Death, math, coincidence, and Chargers football

You may have read the sad news that Junior Seau, former linebacker for the San Diego Chargers, has died of an apparent suicide. Notably, Seau was a member of the Chargers' Superbowl team in 1994. Many articles reporting on his death have commented on an apparent coincidence:

Seau, who played in the NFL for parts of 20 seasons, is the eighth member of San Diego's lone Super Bowl team who has died, all before the age of 45. Lew Bush, Shawn Lee, David Griggs, Rodney Culver, Doug Miller, Curtis Whitley and Chris Mims are the others. Causes of death ranged from heart attacks to a plane crash to a lightning strike.

Without diminishing the tragedy of Seau's death -- or the deaths of his teammates -- let's analyze how coincidental this situation really is. On the way to sussing out the question of coincidence, I'll describe in layperson's terms some basic notions of probability, counting, and survival analysis.

I proceed with caution here, as I am neither a probabilist, a statistician, an actuary, a demographer... or even, really, a sports fan. I am confident that someone with more relevant mathematical training could do a better job than I do below. I welcome comments, corrections, and improvements.

Let's get going. As is often necessary with real-world problems, we will make some simplifying assumptions for tractability. According to Business Week, the average age of an NFL player in 2011 was 27 years old. We'll assume this was true in 1994. And to simplify further, we'll assume that all of the Chargers were 27 that year. Right now, it is 2012, so those players would be 45 years old.

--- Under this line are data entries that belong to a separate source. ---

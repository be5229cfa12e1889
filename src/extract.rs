//! The extraction orchestrator and its entry points.
//!
//! An [`Extractor`] owns an ordered chain of [`ExtractionStrategy`] tiers
//! built once from the config:
//!
//! ```text
//! provider = local              direct ─▶ local OCR
//! provider = cloud              direct ─▶ cloud launch ─▶ local OCR
//! provider = cloud, cloud_only  direct ─▶ cloud launch
//! ```
//!
//! [`Extractor::extract`] walks the chain until a tier concludes. Job status
//! queries bypass the chain and go straight to the [`CloudJobPoller`].

use crate::cloud::launch::{CloudJobLauncher, CloudOcrStrategy};
use crate::cloud::poll::CloudJobPoller;
use crate::cloud::{BlobStore, CloudOcrProvider};
use crate::config::{ExtractionConfig, OcrProvider};
use crate::error::PdfTextError;
use crate::output::ExtractionResult;
use crate::pipeline::direct::DirectTextExtractor;
use crate::pipeline::local_ocr::{LocalOcrSettings, LocalRasterOcr};
use crate::pipeline::recognise::{Recogniser, TesseractCli};
use crate::pipeline::render::{PdfiumEngine, Rasteriser, TextLayer};
use crate::pipeline::validate::{validate_bytes, validate_upload, Upload, ValidatedPdf};
use crate::pipeline::{Attempt, ExtractionStrategy};
use std::path::Path;
use std::sync::atomic::{AtomicU64, Ordering};
use std::sync::Arc;
use std::time::Instant;
use tracing::{debug, info, warn};

/// The external engines an [`Extractor`] drives.
///
/// Every field is a trait object so tests and embedders can substitute their
/// own implementations.
#[derive(Clone)]
pub struct Backends {
    pub text_layer: Arc<dyn TextLayer>,
    pub rasteriser: Arc<dyn Rasteriser>,
    pub recogniser: Arc<dyn Recogniser>,
    pub blob_store: Option<Arc<dyn BlobStore>>,
    pub cloud: Option<Arc<dyn CloudOcrProvider>>,
}

impl Backends {
    /// pdfium for the text layer and rasterisation, the tesseract CLI for
    /// recognition. No cloud backends.
    pub fn local(config: &ExtractionConfig) -> Result<Self, PdfTextError> {
        let engine = Arc::new(PdfiumEngine::bind(
            config.pdfium_lib_path.as_deref(),
            config.max_rendered_pixels,
        )?);
        let tesseract = TesseractCli::new(config.tesseract_command.clone());
        if !tesseract.is_available() {
            warn!(
                "'{}' is not runnable; local OCR will mark every page as failed",
                config.tesseract_command
            );
        }

        Ok(Self {
            text_layer: engine.clone(),
            rasteriser: engine,
            recogniser: Arc::new(tesseract),
            blob_store: None,
            cloud: None,
        })
    }

    /// [`Backends::local`] plus S3 and Textract clients from the AWS default
    /// credential chain.
    #[cfg(feature = "aws")]
    pub async fn aws(config: &ExtractionConfig) -> Result<Self, PdfTextError> {
        use crate::cloud::aws::{load_sdk_config, S3BlobStore, TextractProvider};

        let sdk_config = load_sdk_config(config.aws_region.as_deref()).await;
        Ok(Self::local(config)?.with_cloud(
            Arc::new(S3BlobStore::new(&sdk_config)),
            Arc::new(TextractProvider::new(&sdk_config)),
        ))
    }

    /// Attach cloud backends.
    pub fn with_cloud(
        mut self,
        blob_store: Arc<dyn BlobStore>,
        cloud: Arc<dyn CloudOcrProvider>,
    ) -> Self {
        self.blob_store = Some(blob_store);
        self.cloud = Some(cloud);
        self
    }
}

/// Tiered PDF text extractor.
pub struct Extractor {
    config: ExtractionConfig,
    chain: Vec<Box<dyn ExtractionStrategy>>,
    poller: Option<CloudJobPoller>,
    fallbacks: Arc<AtomicU64>,
}

impl Extractor {
    /// Build the strategy chain for `config`.
    ///
    /// # Errors
    /// [`PdfTextError::InvalidConfig`] when the cloud provider is selected
    /// but `backends` carries no blob store or cloud provider.
    pub fn new(config: ExtractionConfig, backends: Backends) -> Result<Self, PdfTextError> {
        let fallbacks = Arc::new(AtomicU64::new(0));
        let mut chain: Vec<Box<dyn ExtractionStrategy>> = vec![Box::new(
            DirectTextExtractor::new(backends.text_layer, config.min_text_chars),
        )];

        if config.provider == OcrProvider::Cloud {
            let (Some(blob_store), Some(cloud)) = (backends.blob_store, backends.cloud.clone())
            else {
                return Err(PdfTextError::InvalidConfig(
                    "cloud OCR selected but no blob store / cloud provider was supplied".into(),
                ));
            };
            let launcher =
                CloudJobLauncher::new(blob_store, cloud, config.blob_destination.clone());
            chain.push(Box::new(CloudOcrStrategy::new(
                launcher,
                config.cloud_only,
                Arc::clone(&fallbacks),
            )));
        }

        if !(config.provider == OcrProvider::Cloud && config.cloud_only) {
            chain.push(Box::new(LocalRasterOcr::new(
                backends.rasteriser,
                backends.recogniser,
                LocalOcrSettings::from(&config),
            )));
        }

        let poller = backends.cloud.map(|provider| {
            CloudJobPoller::new(
                provider,
                config.poll_page_size,
                config.poll_max_iterations,
                config.poll_timeout(),
            )
        });

        debug!(
            "Extraction chain: {}",
            chain.iter().map(|s| s.name()).collect::<Vec<_>>().join(" -> ")
        );
        Ok(Self {
            config,
            chain,
            poller,
            fallbacks,
        })
    }

    pub fn config(&self) -> &ExtractionConfig {
        &self.config
    }

    /// Number of cloud launches that failed and were served by local OCR.
    pub fn cloud_fallbacks(&self) -> u64 {
        self.fallbacks.load(Ordering::Relaxed)
    }

    /// Extract page text from an in-memory PDF.
    ///
    /// Returns `Ok` for every outcome the caller should render, including a
    /// queued cloud job (`queued == true`) and an unsuccessful local OCR run.
    ///
    /// # Errors
    /// - [`PdfTextError::PayloadTooLarge`]: over `max_input_bytes`
    /// - [`PdfTextError::MissingBlobDestination`]: cloud selected, no bucket
    /// - [`PdfTextError::CloudLaunchFailed`]: cloud-only mode and the job
    ///   could not be started
    pub async fn extract(&self, bytes: &[u8]) -> Result<ExtractionResult, PdfTextError> {
        let pdf = validate_bytes(bytes, self.config.max_input_bytes)?;
        self.run(&pdf).await
    }

    /// Like [`extract`](Self::extract), also checking the declared content type.
    pub async fn extract_upload(&self, upload: Upload) -> Result<ExtractionResult, PdfTextError> {
        let pdf = validate_upload(upload, self.config.max_input_bytes)?;
        self.run(&pdf).await
    }

    /// Read `path` and extract it.
    pub async fn extract_file(
        &self,
        path: impl AsRef<Path>,
    ) -> Result<ExtractionResult, PdfTextError> {
        let path = path.as_ref();
        let bytes = tokio::fs::read(path)
            .await
            .map_err(|e| PdfTextError::ReadFailed {
                path: path.to_path_buf(),
                source: e,
            })?;
        info!("Read {} ({} bytes)", path.display(), bytes.len());
        self.extract(&bytes).await
    }

    /// Current state of a cloud OCR job.
    ///
    /// # Errors
    /// - [`PdfTextError::InvalidJobId`]: empty id
    /// - [`PdfTextError::InvalidConfig`]: no cloud provider configured
    /// - [`PdfTextError::CloudPollFailed`]: the provider call failed
    pub async fn job_status(&self, job_id: &str) -> Result<ExtractionResult, PdfTextError> {
        if job_id.trim().is_empty() {
            return Err(PdfTextError::InvalidJobId);
        }
        let poller = self.poller.as_ref().ok_or_else(|| {
            PdfTextError::InvalidConfig("job status requires a cloud OCR provider".into())
        })?;
        poller.poll_result(job_id).await
    }

    async fn run(&self, pdf: &ValidatedPdf) -> Result<ExtractionResult, PdfTextError> {
        let start = Instant::now();
        info!("Extracting text from {} byte PDF", pdf.len());

        for strategy in &self.chain {
            match strategy.attempt(pdf).await? {
                Attempt::Concluded(result) => {
                    info!(
                        "{} concluded in {}ms: method={}, success={}, pages={}/{}{}",
                        strategy.name(),
                        start.elapsed().as_millis(),
                        result.method,
                        result.success,
                        result.pages.len(),
                        result.total_pages,
                        if result.queued { ", queued" } else { "" }
                    );
                    return Ok(result);
                }
                Attempt::Declined(reason) => {
                    info!("{} declined: {}", strategy.name(), reason);
                }
            }
        }

        Err(PdfTextError::Internal(
            "extraction chain ended without a concluding tier".into(),
        ))
    }
}

/// Synchronous wrapper around [`Extractor::extract`].
///
/// Creates a temporary tokio runtime internally; do not call from inside an
/// async context.
pub fn extract_sync(
    bytes: &[u8],
    config: ExtractionConfig,
    backends: Backends,
) -> Result<ExtractionResult, PdfTextError> {
    let extractor = Extractor::new(config, backends)?;
    tokio::runtime::Runtime::new()
        .map_err(|e| PdfTextError::Internal(format!("Failed to create tokio runtime: {}", e)))?
        .block_on(extractor.extract(bytes))
}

Now we turn to life tables, clever little tools used by actuaries and demographers to calculate survival probabilities and life expectancies. There are two kinds of life tables. A period life table give the probability of death for people of different ages in a given calendar year. So for instance, a 2012 period life table would give the probability of a 90 year old dying this year, an 89 year old dying this year, and so on. A cohort life table shows the probability of death of people born in a particular year over the course of future years. So for instance, for people born in 1974 (my birth year), the cohort table would give the probability that they would die in 1975, 1976, and so on.

Since we are interested in people who were 27 in 1994, the best tool for us to use would be a cohort table for 1967 (since 1994 - 27 = 1967) but I couldn't find one. Instead, I looked at this historical period table for 1967 from the Centers for Disease Control. A period table and a cohort table are not the same thing, but nonetheless, we'll use the period table data to get a rough solution to our problem.

Take a peek at Table 5-3 (page 5-9) and focus on the first and third columns. The first column contains ages. The third column tells the story of 100,000 males. Specifically, it gives the number of the original 100,000 surviving until the age given in the first column. Of the original 100,000, 94,600 survive until age 27. These 94,600 live 27 year olds are our base population. Now we want to know the probability of living (at least) to age 45. Looking in the third column for the entry corresponding to 45, we find 89,456. This means that for those alive at 27, the probability of living to 45 would be 89456/94600 = 0.94562. In case you are unfamiliar with calculating probabilities this way, here's another example. Say a bag contains 10 balls, 3 of which are red. We reach in without looking and grab one. The probability that we choose a red ball is 3/10.

If the probability of an individual alive at age 27 in 1994 living to age 45 in 2012 is 0.94562, the probability of them dying before age 45 would be 1 - 0.94562 = 0.05438. That's because the probabilities have to sum to one (you can either live or die).

Now we have to consider a team. An NFL team has a roster limit of 53, so we'll take that as our team size. What is the probability that 8 players alive at age 27 in 1994, would have died by age 45 in 2012? This is a binomial probability question.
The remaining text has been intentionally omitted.